Arc flash protection myths & mistakes
‘It won’t happen here’ is dangerous complacency
The statistics are well known. Each day three or four workers are killed due to electrical related accidents, according to NIOSH. A Michigan burn center found that 34 percent of patients injured on the job received flash injuries. Arc flash injuries represent 55 percent of the electrical work-related burn injuries in research conducted in Ontario. A study of electrical injuries during a 20-year period at a Texas burn center found that 40 percent of burns were electrical arc injuries.
Despite the well-documented risks of arc flash incidents – burns, injury from the blast, lung damage, hearing loss, vision loss – many companies and contractors tread lightly on the dangers. Why?
- Arc flash explosions tend to make the news when they happen, but in truth they don’t happen all that frequently. Many electrical workers have never witnessed an explosion, and so adopt the attitude, “It won’t happen to me.”
- Arc flash-rated protective clothing is a must to safeguard workers from an arc flash, but the wrong clothing can be purchased before an arc flash analysis is conducted – a dangerous and expensive oversight.
- OSHA requires electrical safety training, but many workers are not well trained on reading warning labels and how to properly use and care for personal protective equipment (PPE). Many don’t understand the risk exposure caused by their electrical equipment and their tasks.
- Arc flash hazard-rated clothing gets much attention today, but fatality statistics still show that more workers die from electrocutions than from an accident. More people may go to the hospital with burn injuries than shock injuries, but shock is still the greater threat.

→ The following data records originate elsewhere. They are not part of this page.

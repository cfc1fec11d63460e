// Copyright (C) 2026 Fred Clausen
// Use of this source code is governed by an MIT-style
// license that can be found in the LICENSE file or at
// https://opensource.org/licenses/MIT.

//! Cascading delete behavior.
//!
//! Deleting an ancestor removes every dependent row in the same statement;
//! deleting a team only detaches its debaters.

use apda_tab_domain::UserRole;

use super::{create_scored_tournament, create_user};
use crate::SqlitePersistence;

#[test]
fn test_deleting_tournament_removes_rounds_matchups_and_performances() {
    let mut persistence = SqlitePersistence::new_in_memory().unwrap();
    let scored = create_scored_tournament(&mut persistence, "Test Cup");

    persistence.delete_tournament(scored.tournament_id).unwrap();

    assert!(persistence.get_tournament(scored.tournament_id).unwrap().is_none());
    assert!(persistence.list_rounds(scored.tournament_id).unwrap().is_empty());
    for round_id in &scored.round_ids {
        assert!(persistence.get_round(*round_id).unwrap().is_none());
        assert!(persistence.list_matchups(*round_id).unwrap().is_empty());
        assert!(
            persistence
                .list_performances_for_round(*round_id)
                .unwrap()
                .is_empty()
        );
    }
    assert!(
        persistence
            .list_performances_for_debater(scored.debater_id)
            .unwrap()
            .is_empty()
    );
}

#[test]
fn test_deleting_tournament_keeps_debaters_and_teams() {
    let mut persistence = SqlitePersistence::new_in_memory().unwrap();
    let scored = create_scored_tournament(&mut persistence, "Test Cup");

    persistence.delete_tournament(scored.tournament_id).unwrap();

    let debater = persistence.get_debater(scored.debater_id).unwrap().unwrap();
    assert_eq!(debater.team_id, Some(scored.team_id));
    assert_eq!(persistence.list_teams().unwrap().len(), 1);
}

#[test]
fn test_deleting_tournament_removes_its_assignments_only() {
    let mut persistence = SqlitePersistence::new_in_memory().unwrap();
    let doomed = create_scored_tournament(&mut persistence, "Doomed Cup");
    let kept = create_scored_tournament(&mut persistence, "Kept Cup");
    let user_id = create_user(&mut persistence, "Morgan", UserRole::Organizer);

    persistence
        .assign_user_to_tournament(doomed.tournament_id, user_id)
        .unwrap();
    persistence
        .assign_user_to_tournament(kept.tournament_id, user_id)
        .unwrap();

    persistence.delete_tournament(doomed.tournament_id).unwrap();

    assert!(!persistence
        .is_user_assigned(doomed.tournament_id, user_id)
        .unwrap());
    assert!(persistence
        .is_user_assigned(kept.tournament_id, user_id)
        .unwrap());
    assert!(persistence.get_user(user_id).unwrap().is_some());
    assert_eq!(persistence.list_rounds(kept.tournament_id).unwrap().len(), 2);
}

#[test]
fn test_deleting_round_removes_its_matchups_and_performances() {
    let mut persistence = SqlitePersistence::new_in_memory().unwrap();
    let scored = create_scored_tournament(&mut persistence, "Test Cup");
    let doomed_round = scored.round_ids[0];
    let kept_round = scored.round_ids[1];

    persistence.delete_round(doomed_round).unwrap();

    assert!(persistence.list_matchups(doomed_round).unwrap().is_empty());
    assert_eq!(persistence.list_matchups(kept_round).unwrap().len(), 1);

    let remaining = persistence
        .list_performances_for_debater(scored.debater_id)
        .unwrap();
    assert_eq!(remaining.len(), 1);
    assert_eq!(remaining[0].round_id, kept_round);
    assert_eq!(remaining[0].performance_id, scored.performance_ids[1]);
}

#[test]
fn test_deleting_debater_removes_their_performances() {
    let mut persistence = SqlitePersistence::new_in_memory().unwrap();
    let scored = create_scored_tournament(&mut persistence, "Test Cup");

    persistence.delete_debater(scored.debater_id).unwrap();

    for round_id in &scored.round_ids {
        assert!(
            persistence
                .list_performances_for_round(*round_id)
                .unwrap()
                .is_empty()
        );
    }
    assert_eq!(persistence.list_rounds(scored.tournament_id).unwrap().len(), 2);
}

#[test]
fn test_deleting_team_clears_debater_team() {
    let mut persistence = SqlitePersistence::new_in_memory().unwrap();
    let scored = create_scored_tournament(&mut persistence, "Test Cup");

    persistence.delete_team(scored.team_id).unwrap();

    let debater = persistence.get_debater(scored.debater_id).unwrap().unwrap();
    assert_eq!(debater.team_id, None);
    assert_eq!(
        persistence
            .list_performances_for_debater(scored.debater_id)
            .unwrap()
            .len(),
        2,
        "performances survive a team delete"
    );
}

#[test]
fn test_deleting_user_removes_assignments() {
    let mut persistence = SqlitePersistence::new_in_memory().unwrap();
    let scored = create_scored_tournament(&mut persistence, "Test Cup");
    let user_id = create_user(&mut persistence, "Harper", UserRole::Judge);
    persistence
        .assign_user_to_tournament(scored.tournament_id, user_id)
        .unwrap();

    persistence.delete_user(user_id).unwrap();

    assert!(
        persistence
            .list_tournament_users(scored.tournament_id)
            .unwrap()
            .is_empty()
    );
    assert!(persistence.get_tournament(scored.tournament_id).unwrap().is_some());
}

- As in other areas of workplace safety, programs are not implemented due to their cost. Completing an arc flash analysis is not necessarily a cheap proposition. It requires real expertise. But you must weigh program costs against the high costs of equipment damage, downtime, fines, insurance, legal problems, medical costs, and public relations hits.
- Don’t be misled into thinking you don’t need to conduct an arc flash analysis at your facility. If you own or are responsible for any non-dwelling facility in the U.S. and have employees, it’s required that you conduct an arc flash analysis. Specifics will be dictated by OSHA rules. Also, you must affix arc flash warning labels on electrical panels that meet OSHA guidelines – but don’t be fooled into thinking labeling alone suffices for an arc flash analysis.
- Don’t neglect to use PPE when working around electrical equipment. It’s that simple.
Don’t take short cuts
Don’t skimp on electrical safety and FR protection. Make sure you maintain compliance with OSHA regulations and have an arc flash survey done on the electrical panels in your facility. Performing these surveys helps you determine the type of PPE necessary for those who work in risk areas, and the types of warning signs that must be posted. And though human error is often cited as the number one cause of arc flashes, don’t focus your program on blaming the victim. Pay attention to preventive maintenance, equipment and system design, housekeeping, and having the right tools for the job.